# First Try at Smoked ABTS...Saturday with Heavy Q-view



## shelton573 (Aug 14, 2014)

As promised here is the start of a new thread on my first ABTs. Here is all the ingredients I picked up at the store earlier. I plan on cooking the meat tomorrow night and mixing with the cheeses and cooling in the fridge til Saturday at noon (please let me know if this is a bad idea!). If everything goes right this will be a very pic heavy q-view. I will update as it progresses. Thanks again!













image.jpg



__ shelton573
__ Aug 14, 2014


----------



## themule69 (Aug 15, 2014)

Looks good so far.








Happy smoken.

David


----------



## shelton573 (Aug 15, 2014)

Ok folks, prepping them for tomorrow. Let the pictures begin!












image.jpg



__ shelton573
__ Aug 15, 2014





40 jap halves soakin in sprite. (Gotta cool em down for a lot of folks)

Shelton


----------



## shelton573 (Aug 15, 2014)

image.jpg



__ shelton573
__ Aug 15, 2014


















image.jpg



__ shelton573
__ Aug 15, 2014





Bacon/pepper jack brats out of the case. 












image.jpg



__ shelton573
__ Aug 15, 2014





Sausage bacon grillers about to be smashed up. 

Shelton


----------



## shelton573 (Aug 15, 2014)

image.jpg



__ shelton573
__ Aug 15, 2014





Meat getting fried up!












image.jpg



__ shelton573
__ Aug 15, 2014





Cooked and tumbled with Strawberry's rub. (Aka food cocaine)


----------



## shelton573 (Aug 15, 2014)

image.jpg



__ shelton573
__ Aug 15, 2014





Freshly grated Shullsburg hot cheese. I could sit down with a cold beer and eat a whole block of this!












image.jpg



__ shelton573
__ Aug 15, 2014





First cheese mix is brat and griller patty mix with Shullsburg cheddar spread, chopped green onion, Parmesan, and fresh grated hot cheese. Mixture tastes great

Shelton


----------



## shelton573 (Aug 15, 2014)

image.jpg



__ shelton573
__ Aug 15, 2014





Next mixture is philly cream cheese, chopped green onion, the same meat mixture, grated hot cheese, shredded cheddar, and Parmesan. I personally think it is the best tasting of the two. 
Shelton


----------



## oldschoolbbq (Aug 15, 2014)

Did the 7-up work , I too have some folk with wimpy taste 
	

	
	
		
		



		
		
	


	





. I'll have to try that,


----------



## shelton573 (Aug 15, 2014)

oldschoolbbq said:


> Did the 7-up work , I too have some folk with wimpy taste
> 
> 
> 
> ...


I'm not sure yet, gonna smoke them tomorrow. They smell much less "aggressive" after the soak than they did before though!  I will update ASAP tomorrow. 

Shelton


----------



## shelton573 (Aug 15, 2014)

image.jpg



__ shelton573
__ Aug 15, 2014





Wrapped in bacon and goin in the fridge til tomorrow!  Stay tuned!

Shelton


----------



## WaterinHoleBrew (Aug 15, 2014)

All looks awesome, will for sure be back !  Curious on the sprite thing too !


----------



## shelton573 (Aug 15, 2014)

WaterinHoleBrew said:


> All looks awesome, will for sure be back !  Curious on the sprite thing too !
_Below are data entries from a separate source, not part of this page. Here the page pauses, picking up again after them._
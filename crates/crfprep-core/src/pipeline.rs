//! # Preparation Pipeline
//!
//! Runs the three corpus passes in order and writes the three artifacts the
//! trainer loads:
//!
//! 1. collect labels, write the label dictionary;
//! 2. parse the template and build the feature dictionary, write it;
//! 3. encode every document into the data file.
//!
//! The corpus is streamed each time; only the two dictionaries stay in memory.

use std::fs::File;
use std::io::{BufWriter, Write};
use std::path::Path;

use serde::{Deserialize, Serialize};
use tracing::info;

use crate::config::PipelineConfig;
use crate::corpus::DocumentReader;
use crate::dictionary::{self, FeatureDictionary};
use crate::encoder::Encoder;
use crate::error::{CrfPrepError, Result};
use crate::labels::LabelRegistry;
use crate::model::{CrfParams, FeatureId};
use crate::template::{Template, TemplateParser};

/// Figures reported at the end of a run.
#[derive(Debug, Clone, Copy, PartialEq, Eq, Serialize, Deserialize)]
pub struct RunSummary {
    pub n_labels: usize,
    /// Distinct feature identities.
    pub n_features: usize,
    pub n_unigram_lines: usize,
    pub n_bigram_lines: usize,
    /// Weight vector size.
    pub total_width: FeatureId,
    pub n_documents: usize,
    /// Encoder dictionary misses (always 0 for a self-consistent run).
    pub n_misses: usize,
}

impl RunSummary {
    /// Trainer meta data for this corpus.
    pub fn crf_params(&self) -> CrfParams {
        CrfParams {
            nlabels: self.n_labels,
            nulines: self.n_unigram_lines,
            nblines: self.n_bigram_lines,
            ndims: self.total_width,
            ntuples: self.n_documents,
        }
    }

    pub fn to_json(&self) -> Result<String> {
        Ok(serde_json::to_string(self)?)
    }
}

/// Everything a run produced, kept in memory.
#[derive(Debug, Clone)]
pub struct Artifacts {
    pub labels: LabelRegistry,
    pub template: Template,
    pub dictionary: FeatureDictionary,
    pub summary: RunSummary,
}

/// One corpus preparation run.
pub struct Pipeline {
    config: PipelineConfig,
}

impl Pipeline {
    pub fn new(config: PipelineConfig) -> Self {
        Self { config }
    }

    /// Run all passes and return the summary.
    pub fn run(&self) -> Result<RunSummary> {
        self.run_with_artifacts().map(|artifacts| artifacts.summary)
    }

    /// Run all passes, keeping the dictionaries for the caller.
    pub fn run_with_artifacts(&self) -> Result<Artifacts> {
        let cfg = &self.config;

        let labels = LabelRegistry::collect(DocumentReader::open(&cfg.corpus)?)?;
        write_file(&cfg.label_output, |out| labels.write_to(out))?;
        info!(labels = labels.len(), path = ?cfg.label_output, "wrote label dictionary");

        let template = TemplateParser::new()?.parse_file(&cfg.template)?;

        let dictionary =
            dictionary::build(DocumentReader::open(&cfg.corpus)?, &template, labels.len())?;
        write_file(&cfg.feature_output, |out| dictionary.write_to(out))?;
        info!(
            features = dictionary.len(),
            total_width = dictionary.total_width(),
            path = ?cfg.feature_output,
            "wrote feature dictionary"
        );

        let mut encoder =
            Encoder::new(&labels, &dictionary, &template).with_miss_policy(cfg.miss_policy);
        let out = create(&cfg.encoded_output)?;
        let n_documents = encoder
            .encode_to(DocumentReader::open(&cfg.corpus)?, out)
            .map_err(|err| attach_path(err, &cfg.encoded_output))?;
        let n_misses = encoder.misses();
        info!(documents = n_documents, path = ?cfg.encoded_output, "wrote encoded data");

        let summary = RunSummary {
            n_labels: labels.len(),
            n_features: dictionary.len(),
            n_unigram_lines: template.unigrams().len(),
            n_bigram_lines: template.bigrams().len(),
            total_width: dictionary.total_width(),
            n_documents,
            n_misses,
        };

        Ok(Artifacts {
            labels,
            template,
            dictionary,
            summary,
        })
    }
}

fn create(path: &Path) -> Result<BufWriter<File>> {
    File::create(path)
        .map(BufWriter::new)
        .map_err(|e| CrfPrepError::io(e, Some(path.to_path_buf())))
}

fn write_file<F>(path: &Path, write: F) -> Result<()>
where
    F: FnOnce(&mut dyn Write) -> std::io::Result<()>,
{
    let mut out = create(path)?;
    write(&mut out).map_err(|e| CrfPrepError::io(e, Some(path.to_path_buf())))
}

fn attach_path(err: CrfPrepError, path: &Path) -> CrfPrepError {
    match err {
        CrfPrepError::Io { path: None, source } => CrfPrepError::io(source, Some(path.to_path_buf())),
        other => other,
    }
}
I actually ran out of bacon and had 4 out of 40 that didn't get covered. My neighbor had just  got done grilling burgers for his family and the charcoal was still at 240 in his grill. We took the 4 that didn't get wrapped and put them on his grill. Without the bacon they were AWESOME!  I can't imagine how good they will be wrapped in bacon on the smoker for 3 hours. As far as the sprite soak goes,  the peppers that sat on the grill for maybe 20-30 min had very little heat but great jalapeño flavor. I would assume after smoking they will get even more mild but I will report back tomorrow. 

Shelton


----------



## WaterinHoleBrew (Aug 15, 2014)

shelton573 said:


> WaterinHoleBrew said:
> 
> 
> > All looks awesome, will for sure be back !  Curious on the sprite thing too !
> ...



Awesome, that's the way to improvise.... :biggrin:   They are good without bacon but better with bacon.... but what's not better with bacon ?  LOL. Sounds like the sprite experiment worked !  Be back !


----------



## shelton573 (Aug 16, 2014)

WaterinHoleBrew said:


> Awesome, that's the way to improvise.... :biggrin:   They are good without bacon but better with bacon.... but what's not better with bacon ?  LOL. Sounds like the sprite experiment worked !  Be back !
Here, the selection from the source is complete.